=== Section Start ===

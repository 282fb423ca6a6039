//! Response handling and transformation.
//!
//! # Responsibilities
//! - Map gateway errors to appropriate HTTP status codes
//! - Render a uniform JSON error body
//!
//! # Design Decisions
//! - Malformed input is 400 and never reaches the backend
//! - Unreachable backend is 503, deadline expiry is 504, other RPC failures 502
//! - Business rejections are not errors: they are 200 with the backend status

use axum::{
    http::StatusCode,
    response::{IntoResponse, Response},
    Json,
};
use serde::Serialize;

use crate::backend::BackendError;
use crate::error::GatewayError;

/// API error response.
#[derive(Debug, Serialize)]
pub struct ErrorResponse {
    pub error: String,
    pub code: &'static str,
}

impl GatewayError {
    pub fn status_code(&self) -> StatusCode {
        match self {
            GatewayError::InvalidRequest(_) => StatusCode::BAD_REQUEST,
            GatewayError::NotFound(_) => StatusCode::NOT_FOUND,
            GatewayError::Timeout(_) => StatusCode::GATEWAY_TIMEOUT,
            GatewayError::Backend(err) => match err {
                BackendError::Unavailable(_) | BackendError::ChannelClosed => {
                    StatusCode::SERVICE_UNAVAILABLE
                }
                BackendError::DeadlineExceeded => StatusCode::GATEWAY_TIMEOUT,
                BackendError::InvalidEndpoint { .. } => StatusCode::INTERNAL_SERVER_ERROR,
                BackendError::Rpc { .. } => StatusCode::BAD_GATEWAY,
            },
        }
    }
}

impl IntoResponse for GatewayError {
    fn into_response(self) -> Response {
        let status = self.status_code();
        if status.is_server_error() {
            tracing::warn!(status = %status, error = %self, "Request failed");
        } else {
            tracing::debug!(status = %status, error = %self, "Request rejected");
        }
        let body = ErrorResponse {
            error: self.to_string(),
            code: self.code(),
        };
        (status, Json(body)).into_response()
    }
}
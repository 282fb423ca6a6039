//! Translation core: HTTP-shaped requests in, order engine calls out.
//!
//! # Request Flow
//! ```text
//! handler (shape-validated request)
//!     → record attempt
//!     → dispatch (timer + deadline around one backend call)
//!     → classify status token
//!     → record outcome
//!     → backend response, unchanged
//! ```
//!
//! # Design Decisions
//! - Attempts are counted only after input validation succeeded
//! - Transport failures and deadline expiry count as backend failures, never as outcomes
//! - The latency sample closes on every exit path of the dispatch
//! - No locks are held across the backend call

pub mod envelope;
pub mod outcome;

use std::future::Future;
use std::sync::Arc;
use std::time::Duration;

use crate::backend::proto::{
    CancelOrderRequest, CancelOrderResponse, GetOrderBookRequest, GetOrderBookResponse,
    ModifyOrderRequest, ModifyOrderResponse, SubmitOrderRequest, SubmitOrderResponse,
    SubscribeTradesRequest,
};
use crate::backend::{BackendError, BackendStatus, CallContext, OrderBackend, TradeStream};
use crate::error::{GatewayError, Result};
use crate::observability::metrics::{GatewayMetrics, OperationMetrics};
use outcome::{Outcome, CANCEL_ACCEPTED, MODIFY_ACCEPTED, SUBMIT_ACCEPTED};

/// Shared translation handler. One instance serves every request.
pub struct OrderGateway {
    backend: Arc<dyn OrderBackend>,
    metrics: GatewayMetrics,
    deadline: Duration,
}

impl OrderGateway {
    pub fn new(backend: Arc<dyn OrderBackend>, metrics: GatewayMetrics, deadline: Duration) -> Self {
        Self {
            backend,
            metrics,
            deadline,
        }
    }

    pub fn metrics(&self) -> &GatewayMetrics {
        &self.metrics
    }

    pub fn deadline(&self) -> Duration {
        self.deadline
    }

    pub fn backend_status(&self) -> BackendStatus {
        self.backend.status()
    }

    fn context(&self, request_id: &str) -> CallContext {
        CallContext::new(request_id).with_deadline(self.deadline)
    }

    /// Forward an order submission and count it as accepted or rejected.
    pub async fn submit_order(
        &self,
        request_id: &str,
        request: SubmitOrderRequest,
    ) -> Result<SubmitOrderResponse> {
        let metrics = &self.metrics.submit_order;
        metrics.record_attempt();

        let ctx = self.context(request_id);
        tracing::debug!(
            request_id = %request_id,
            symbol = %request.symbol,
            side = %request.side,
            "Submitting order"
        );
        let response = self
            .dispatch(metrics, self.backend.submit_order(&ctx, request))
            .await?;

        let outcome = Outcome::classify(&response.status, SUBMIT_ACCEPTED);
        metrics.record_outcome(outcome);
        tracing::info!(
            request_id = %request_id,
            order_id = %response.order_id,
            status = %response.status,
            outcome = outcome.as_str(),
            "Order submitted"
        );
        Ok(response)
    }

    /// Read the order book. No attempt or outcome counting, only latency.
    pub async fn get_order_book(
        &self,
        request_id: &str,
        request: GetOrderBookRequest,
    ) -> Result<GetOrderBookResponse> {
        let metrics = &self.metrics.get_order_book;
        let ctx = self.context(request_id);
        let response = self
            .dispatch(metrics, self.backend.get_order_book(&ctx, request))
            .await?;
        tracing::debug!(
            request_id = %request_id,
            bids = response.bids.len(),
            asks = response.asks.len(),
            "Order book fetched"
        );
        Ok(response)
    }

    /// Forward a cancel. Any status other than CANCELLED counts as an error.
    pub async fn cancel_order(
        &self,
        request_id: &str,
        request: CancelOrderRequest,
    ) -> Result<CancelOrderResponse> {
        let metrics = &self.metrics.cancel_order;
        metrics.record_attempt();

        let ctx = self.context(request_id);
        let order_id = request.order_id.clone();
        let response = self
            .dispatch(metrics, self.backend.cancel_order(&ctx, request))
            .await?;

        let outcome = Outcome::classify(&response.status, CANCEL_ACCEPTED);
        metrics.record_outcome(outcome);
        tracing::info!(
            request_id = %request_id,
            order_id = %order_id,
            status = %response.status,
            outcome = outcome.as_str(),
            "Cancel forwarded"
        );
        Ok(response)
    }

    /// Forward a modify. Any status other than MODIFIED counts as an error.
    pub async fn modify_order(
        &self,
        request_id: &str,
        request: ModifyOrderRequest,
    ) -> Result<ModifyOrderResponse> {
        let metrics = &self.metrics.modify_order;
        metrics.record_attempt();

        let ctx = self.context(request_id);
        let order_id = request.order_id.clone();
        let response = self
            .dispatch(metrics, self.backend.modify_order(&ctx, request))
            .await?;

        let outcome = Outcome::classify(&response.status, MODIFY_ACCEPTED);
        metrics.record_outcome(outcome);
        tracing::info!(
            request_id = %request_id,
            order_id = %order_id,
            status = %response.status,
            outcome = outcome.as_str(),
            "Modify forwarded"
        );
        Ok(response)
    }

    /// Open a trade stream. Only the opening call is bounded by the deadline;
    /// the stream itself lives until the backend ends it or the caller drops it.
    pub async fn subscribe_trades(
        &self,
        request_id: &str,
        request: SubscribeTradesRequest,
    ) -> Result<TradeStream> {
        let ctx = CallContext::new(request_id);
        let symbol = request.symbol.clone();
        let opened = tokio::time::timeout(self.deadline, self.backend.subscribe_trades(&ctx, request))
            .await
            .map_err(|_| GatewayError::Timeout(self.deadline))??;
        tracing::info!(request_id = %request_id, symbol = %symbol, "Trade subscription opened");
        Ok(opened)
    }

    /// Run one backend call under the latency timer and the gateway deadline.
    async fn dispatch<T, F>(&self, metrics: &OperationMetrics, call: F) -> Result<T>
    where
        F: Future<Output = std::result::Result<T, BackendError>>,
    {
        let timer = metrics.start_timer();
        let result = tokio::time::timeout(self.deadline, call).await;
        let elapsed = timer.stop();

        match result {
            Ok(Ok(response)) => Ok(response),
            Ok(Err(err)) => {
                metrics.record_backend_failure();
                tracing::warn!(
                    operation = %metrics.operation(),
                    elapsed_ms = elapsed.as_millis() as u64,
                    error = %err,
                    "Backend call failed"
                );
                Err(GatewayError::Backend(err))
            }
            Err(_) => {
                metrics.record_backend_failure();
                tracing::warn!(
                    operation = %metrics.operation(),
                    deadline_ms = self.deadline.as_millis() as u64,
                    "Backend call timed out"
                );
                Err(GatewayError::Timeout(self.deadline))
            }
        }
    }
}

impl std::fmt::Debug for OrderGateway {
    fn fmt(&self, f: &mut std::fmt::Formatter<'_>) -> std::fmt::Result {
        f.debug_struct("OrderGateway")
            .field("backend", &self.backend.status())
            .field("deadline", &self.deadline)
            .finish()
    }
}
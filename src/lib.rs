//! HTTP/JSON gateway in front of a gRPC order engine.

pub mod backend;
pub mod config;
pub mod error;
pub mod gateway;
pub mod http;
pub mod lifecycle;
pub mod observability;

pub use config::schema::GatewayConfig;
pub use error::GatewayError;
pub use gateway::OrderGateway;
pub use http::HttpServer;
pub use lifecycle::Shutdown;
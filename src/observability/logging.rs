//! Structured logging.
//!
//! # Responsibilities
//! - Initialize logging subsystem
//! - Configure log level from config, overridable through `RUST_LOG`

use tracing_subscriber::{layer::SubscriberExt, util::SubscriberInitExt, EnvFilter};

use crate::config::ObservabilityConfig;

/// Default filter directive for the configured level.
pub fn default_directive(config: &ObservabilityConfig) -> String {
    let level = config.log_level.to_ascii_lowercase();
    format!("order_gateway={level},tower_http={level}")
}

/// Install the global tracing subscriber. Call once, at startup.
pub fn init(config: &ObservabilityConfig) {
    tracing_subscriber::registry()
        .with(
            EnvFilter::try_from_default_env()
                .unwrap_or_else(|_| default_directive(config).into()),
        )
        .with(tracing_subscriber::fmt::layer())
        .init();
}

=== Section End ===

• [Your instructions]:
Go through the listing above and return each line that includes the word "OrderGateway".

• [Result of this task]:
pub struct OrderGateway {
impl OrderGateway {
impl std::fmt::Debug for OrderGateway {
        f.debug_struct("OrderGateway")
pub use gateway::OrderGateway;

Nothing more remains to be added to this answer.